He turned to go. I held him back by the sleeve. He couldn’t! I would rather die than face everything that would happen if he left like that.

“Franz!” I begged, my voice hoarse. “Don’t do anything silly! You’re just playing, right?”

“Sure, I’m playing, but this game might get expensive for you.”

“Tell me what I can do, Franz! I’ll do anything!”

He sized me up with his squinty eyes and laughed again.

“Don’t be so stupid!” he said in a fake-cheery voice. “You know as well as I do. I could get two marks for telling, and I’m not a rich man, I can’t just throw away two marks. You know that. But you’re rich, you even have a watch. So you just need to give me the two marks, then everything will be fine.”

I could understand the logic, but two marks! That was as unattainable for me as ten, or a hundred, or a thousand. I didn’t have any money. There was a piggy bank that my mother kept, with a couple five- or ten-cent coins inside from visiting uncles. Other than that I had nothing. I had not started to get an allowance at that age.

“I don’t have anything,” I said sadly. “No money at all. I’ll give you everything else I have. A cowboy and Indian book, and soldiers, and a compass—I’ll go get them.”

Kromer just sneered with his arrogant, wicked mouth and spit on the floor.

“Enough with your babbling!” he ordered. “You can keep your junk. A compass! Don’t make me mad, you hear? I want the money!”

“But I don’t have any, I never get any money. There’s nothing I can do about it!”

“Well tomorrow you’ll bring me the two marks. I’ll wait for you after school down by the market. Period. If you don’t bring the money, you’ll see what happens!”

“Yes, but, where can I get it? Good God, if I don’t have any—”

“That’s your problem. There’s money in your house. So, tomorrow after school. And I’m telling you, if you don’t have it. . . .” He looked me in the eye with a terrible look, spat one more time, and was gone like a shadow.

I could not go upstairs. My life was ruined. I thought about running away and never coming back, or drowning myself, but only vaguely. I sat down in the dark on the bottom step of our stairway, crawled deep inside myself, and gave myself over to my misery. Lina found me crying there when she came downstairs with the basket to fetch wood.

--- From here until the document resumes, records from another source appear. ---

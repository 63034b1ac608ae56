use crate::compiler::parsers::ast_nodes::AstNode;
use crate::compiler::parsers::sexpr::parse;
use crate::compiler::parsers::tokenizer::{tokenize, TokenKind};

#[test]
fn tokenizes_numbers_symbols_and_strings() {
    let tokens = tokenize("[var x -5] (set y 3.25) \"hi\"").unwrap();

    assert!(tokens.contains(&TokenKind::Symbol("var".to_string())));
    assert!(tokens.contains(&TokenKind::Number(-5)));
    assert!(tokens.contains(&TokenKind::Fractional(3.25)));
    assert!(tokens.contains(&TokenKind::StringLiteral("hi".to_string())));
    assert_eq!(tokens.last(), Some(&TokenKind::Eof));
}

#[test]
fn lone_minus_is_a_symbol() {
    let tokens = tokenize("(- a 1)").unwrap();
    assert!(tokens.contains(&TokenKind::Symbol("-".to_string())));
}

#[test]
fn type_tags_tokenize_as_one_symbol() {
    let tokens = tokenize("!array<!int,3>").unwrap();
    assert!(tokens.contains(&TokenKind::Symbol("!array<!int,3>".to_string())));
}

#[test]
fn parses_nested_lists() {
    let ast = parse("[var x (+ 100 1)]").unwrap();

    let AstNode::List(items) = ast else {
        panic!("expected a list");
    };

    assert!(items[0].is_symbol("var"));
    assert!(items[1].is_symbol("x"));

    let AstNode::List(inner) = &items[2] else {
        panic!("expected a nested list");
    };
    assert!(inner[0].is_symbol("+"));
    assert_eq!(inner[1], AstNode::Number(100));
}

#[test]
fn bracket_shapes_are_interchangeable() {
    let square = parse("[fprint \"x\"]").unwrap();
    let round = parse("(fprint \"x\")").unwrap();
    assert_eq!(square, round);
}

#[test]
fn mismatched_brackets_are_rejected() {
    let result = parse("[fprint \"x\")");
    assert!(result.is_err());
    assert!(result.unwrap_err().msg.contains("Mismatched"));
}

#[test]
fn unclosed_list_is_rejected() {
    assert!(parse("[var x 1").is_err());
}

#[test]
fn unterminated_string_is_rejected() {
    assert!(parse("[fprint \"oops]").is_err());
}

#[test]
fn trailing_garbage_is_rejected() {
    assert!(parse("[var x 1] junk").is_err());
}

#[test]
fn rendering_round_trips_structure() {
    let source = "[var x (+ 100 1)]";
    let ast = parse(source).unwrap();
    let rendered = ast.to_string();

    // Re-parsing the rendering yields an equivalent tree
    assert_eq!(parse(&rendered).unwrap(), ast);
}

#[test]
fn long_forms_are_truncated_for_tracebacks() {
    let long_symbol = "x".repeat(300);
    let ast = parse(&format!("[var {long_symbol} 1]")).unwrap();

    let rendered = ast.render_truncated();
    assert!(rendered.len() <= 120);
    assert!(rendered.ends_with("..."));
}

I asked her not to say anything to the others and went upstairs. On the rack next to the glass doors hung my father’s hat and my mother’s parasol—domestic tenderness streamed forth from these things and my heart went out to them, pleading and grateful, like the prodigal son when he first saw and smelled his old rooms back home. But none of it was mine anymore, it was all the clear, bright Father-and-Mother-world while I had sunk deeply and guiltily into the other flood, tangled in sin and adventure and threatened by enemies, with no hope of anything but danger, fear, and shame. The hat and the parasol, the good old sandstone floor, the large picture above the hall closet, the voice of my older sister coming from the living room—they were all dearer, all more precious and delicate than ever, but no longer any consolation or safely in my possession, just accusations and reproaches. None of it was mine anymore—I no longer had any part in its quiet good cheer. I had dirt on my feet that I couldn’t scrape off on the mat; I carried with me a shadow that the world of home knew nothing about. I had already had so many secrets, been so often scared, but compared to what I had brought home with me today, those were all just fun and games. Now destiny was pursuing me; hands were reaching out for me that my mother could not protect me from, she must never even find out about them. Whether my crime was stealing or lying (had I not sworn a false oath by God and everything holy?)—that made no difference. My sin was not this or that in particular, my sin was that I had reached out my hand to the devil. Why had I gone with him? Why had I listened to Kromer more obediently than I did to my father? Why had I lied and made up that story about stealing the apples? Boasted about a crime as though it were a great accomplishment? Now I was hand in hand with the devil; now the enemy was right behind me.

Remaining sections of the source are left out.